══ DATASET ENTRIES ══

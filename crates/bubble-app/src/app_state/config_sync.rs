//! Keeping the running scene in step with the config: live reload from
//! the watcher, explicit reload and save, and in-app edits.

use bubble_config::schema::{BubbleConfig, SceneVariant};
use bubble_config::{reload::reload_config, save_config_to_path, ReloadManager};

use super::core::BubbleApp;

impl BubbleApp {
    /// Start watching the config file on a background tokio runtime.
    ///
    /// Failure leaves the app running without live reload.
    pub(super) fn start_live_reload(&mut self) {
        if self.config_rx.is_some() {
            return;
        }

        let rt = tokio::runtime::Builder::new_multi_thread()
            .worker_threads(1)
            .enable_all()
            .build();

        match rt {
            Ok(rt) => {
                let path = self.config_path.clone();
                let (_, rx) = rt.block_on(ReloadManager::start(path));
                self.config_rx = Some(rx);
                self.tokio_runtime = Some(rt);
                tracing::info!(path = %self.config_path.display(), "Live config reload started");
            }
            Err(e) => {
                tracing::warn!("Failed to start tokio runtime for config reload: {e}");
            }
        }
    }

    /// Apply a config published by the watcher, if there is one.
    /// Returns `true` when a new config was installed.
    pub(super) fn poll_config_reload(&mut self) -> bool {
        let Some(ref mut rx) = self.config_rx else {
            return false;
        };

        match rx.has_changed() {
            Ok(true) => {
                let config = rx.borrow_and_update().clone();
                tracing::info!("Config changed on disk, applying");
                self.install_config(config);
                true
            }
            Ok(false) => false,
            Err(_) => {
                tracing::warn!("Config reload channel closed, live reload disabled");
                self.config_rx = None;
                false
            }
        }
    }

    /// Re-read the config file now, ignoring the watcher.
    pub(super) fn reload_from_disk(&mut self) {
        match reload_config(&self.config_path) {
            Ok(config) => {
                tracing::info!(path = %self.config_path.display(), "Config reloaded");
                self.install_config(config);
            }
            Err(e) => tracing::warn!("Config reload failed, keeping current settings: {e}"),
        }
    }

    /// Write the current (possibly tuned) config to the config file.
    pub(super) fn save_config(&self) {
        match save_config_to_path(&self.config, &self.config_path) {
            Ok(()) => tracing::info!(path = %self.config_path.display(), "Config saved"),
            Err(e) => tracing::error!("Failed to save config: {e}"),
        }
    }

    pub(super) fn set_variant(&mut self, variant: SceneVariant) {
        if self.config.scene.variant == variant {
            return;
        }
        tracing::info!(variant = variant.name(), "Switching scene variant");
        self.config.scene.variant = variant;
        self.apply_config();
    }

    /// Replace the config wholesale, keeping command-line overrides on top.
    fn install_config(&mut self, mut config: BubbleConfig) {
        self.overrides.apply(&mut config);
        if config == self.config {
            return;
        }
        self.config = config;
        self.apply_config();
    }

    /// Push `self.config` into the scene and, once it exists, the renderer.
    pub(super) fn apply_config(&mut self) {
        let change = self.scene.apply_config(&self.config);
        if let Some(ref mut rs) = self.render_state {
            rs.apply_config(&self.config, &mut self.scene, change);
        }
    }
}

═══

Supply the entire listing above again, word for word.

• _OUTPUT_
filename crates/bubble-app/src/app_state/config_sync.rs
//! Keeping the running scene in step with the config: live reload from
//! the watcher, explicit reload and save, and in-app edits.

use bubble_config::schema::{BubbleConfig, SceneVariant};
use bubble_config::{reload::reload_config, save_config_to_path, ReloadManager};

use super::core::BubbleApp;

impl BubbleApp {
    /// Start watching the config file on a background tokio runtime.
    ///
    /// Failure leaves the app running without live reload.
    pub(super) fn start_live_reload(&mut self) {
        if self.config_rx.is_some() {
            return;
        }

        let rt = tokio::runtime::Builder::new_multi_thread()
            .worker_threads(1)
            .enable_all()
            .build();

        match rt {
            Ok(rt) => {
                let path = self.config_path.clone();
                let (_, rx) = rt.block_on(ReloadManager::start(path));
                self.config_rx = Some(rx);
                self.tokio_runtime = Some(rt);
                tracing::info!(path = %self.config_path.display(), "Live config reload started");
            }
            Err(e) => {
                tracing::warn!("Failed to start tokio runtime for config reload: {e}");
            }
        }
    }

    /// Apply a config published by the watcher, if there is one.
    /// Returns `true` when a new config was installed.
    pub(super) fn poll_config_reload(&mut self) -> bool {
        let Some(ref mut rx) = self.config_rx else {
            return false;
        };

        match rx.has_changed() {
            Ok(true) => {
                let config = rx.borrow_and_update().clone();
                tracing::info!("Config changed on disk, applying");
                self.install_config(config);
                true
            }
            Ok(false) => false,
            Err(_) => {
                tracing::warn!("Config reload channel closed, live reload disabled");
                self.config_rx = None;
                false
            }
        }
    }

    /// Re-read the config file now, ignoring the watcher.
    pub(super) fn reload_from_disk(&mut self) {
        match reload_config(&self.config_path) {
            Ok(config) => {
                tracing::info!(path = %self.config_path.display(), "Config reloaded");
                self.install_config(config);
            }
            Err(e) => tracing::warn!("Config reload failed, keeping current settings: {e}"),
        }
    }

    /// Write the current (possibly tuned) config to the config file.
    pub(super) fn save_config(&self) {
        match save_config_to_path(&self.config, &self.config_path) {
            Ok(()) => tracing::info!(path = %self.config_path.display(), "Config saved"),
            Err(e) => tracing::error!("Failed to save config: {e}"),
        }
    }

    pub(super) fn set_variant(&mut self, variant: SceneVariant) {
        if self.config.scene.variant == variant {
            return;
        }
        tracing::info!(variant = variant.name(), "Switching scene variant");
        self.config.scene.variant = variant;
        self.apply_config();
    }

    /// Replace the config wholesale, keeping command-line overrides on top.
    fn install_config(&mut self, mut config: BubbleConfig) {
        self.overrides.apply(&mut config);
        if config == self.config {
            return;
        }
        self.config = config;
        self.apply_config();
    }

    /// Push `self.config` into the scene and, once it exists, the renderer.
    pub(super) fn apply_config(&mut self) {
        let change = self.scene.apply_config(&self.config);
        if let Some(ref mut rs) = self.render_state {
            rs.apply_config(&self.config, &mut self.scene, change);
        }
    }
}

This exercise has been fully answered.